_Problem requirements_
Whenever a line in the following entries includes "order", tally it. Report nothing except the final count.

** Dataset content follows **

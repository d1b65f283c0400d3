//! Export of profiling reports.
//!
//! The tabular export has one row per column with fixed headers:
//!
//! `Column, DetectedType, Confidence(%), UniqueValues, NullValues, Null(%), SourceType`
//!
//! ```rust
//! use rust_column_profiling::config::ProfileOptions;
//! use rust_column_profiling::export::to_csv_string;
//! use rust_column_profiling::profiling::profile_dataset;
//! use rust_column_profiling::types::{Column, DataSet};
//!
//! let ds = DataSet::new(vec![Column::from_texts("qty", &["1", "2", ""])]);
//! let report = profile_dataset(&ds, &ProfileOptions::default());
//! let csv = to_csv_string(&report).unwrap();
//! assert!(csv.starts_with("Column,DetectedType,Confidence(%)"));
//! ```

use std::fs::File;
use std::io::{BufWriter, Write};
use std::path::Path;

use serde::Serialize;

use crate::error::{ProfilingError, ProfilingResult};
use crate::profiling::column::round2;
use crate::types::{ColumnProfile, DatasetReport, TypeTag};

/// UTF-8 byte order mark, so spreadsheet tools detect the encoding of exported CSV files.
const UTF8_BOM: &[u8] = b"\xEF\xBB\xBF";

/// One exported row.
#[derive(Debug, Clone, PartialEq, Serialize)]
pub struct ExportRow {
    #[serde(rename = "Column")]
    pub column: String,
    #[serde(rename = "DetectedType")]
    pub detected_type: TypeTag,
    #[serde(rename = "Confidence(%)")]
    pub confidence_pct: f64,
    #[serde(rename = "UniqueValues")]
    pub unique_values: usize,
    #[serde(rename = "NullValues")]
    pub null_values: usize,
    /// Rounded to 2 decimals.
    #[serde(rename = "Null(%)")]
    pub null_pct: f64,
    #[serde(rename = "SourceType")]
    pub source_type: String,
}

impl From<&ColumnProfile> for ExportRow {
    fn from(p: &ColumnProfile) -> Self {
        Self {
            column: p.name.clone(),
            detected_type: p.dominant_type,
            confidence_pct: p.confidence_pct,
            unique_values: p.unique_count,
            null_values: p.null_count,
            null_pct: round2(p.null_pct),
            source_type: p.source_type.clone(),
        }
    }
}

/// Export rows for every profiled column, in input order.
pub fn export_rows(report: &DatasetReport) -> Vec<ExportRow> {
    report.columns.iter().map(ExportRow::from).collect()
}

/// Write the report as CSV (with a header row) to any writer.
pub fn write_csv<W: Write>(report: &DatasetReport, writer: W) -> ProfilingResult<()> {
    let mut wtr = csv::Writer::from_writer(writer);
    if report.is_empty() {
        // `serialize` derives headers from the first record; write them explicitly here.
        wtr.write_record([
            "Column",
            "DetectedType",
            "Confidence(%)",
            "UniqueValues",
            "NullValues",
            "Null(%)",
            "SourceType",
        ])?;
    }
    for row in export_rows(report) {
        wtr.serialize(row)?;
    }
    wtr.flush()?;
    Ok(())
}

/// Render the report as a CSV string.
pub fn to_csv_string(report: &DatasetReport) -> ProfilingResult<String> {
    let mut buf = Vec::new();
    write_csv(report, &mut buf)?;
    String::from_utf8(buf).map_err(|e| ProfilingError::Malformed {
        message: format!("exported csv is not utf-8: {e}"),
    })
}

/// Write the report as a CSV file, optionally prefixed with a UTF-8 byte order mark.
pub fn write_csv_to_path(
    report: &DatasetReport,
    path: impl AsRef<Path>,
    with_bom: bool,
) -> ProfilingResult<()> {
    let mut out = BufWriter::new(File::create(path.as_ref())?);
    if with_bom {
        out.write_all(UTF8_BOM)?;
    }
    write_csv(report, &mut out)?;
    out.flush()?;
    tracing::debug!(
        path = %path.as_ref().display(),
        columns = report.column_count(),
        "report exported"
    );
    Ok(())
}

/// Render the full report (profiles, distribution, flagged columns) as pretty JSON.
pub fn to_json_string(report: &DatasetReport) -> ProfilingResult<String> {
    Ok(serde_json::to_string_pretty(report)?)
}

** End of Dataset content **

_Response area_
3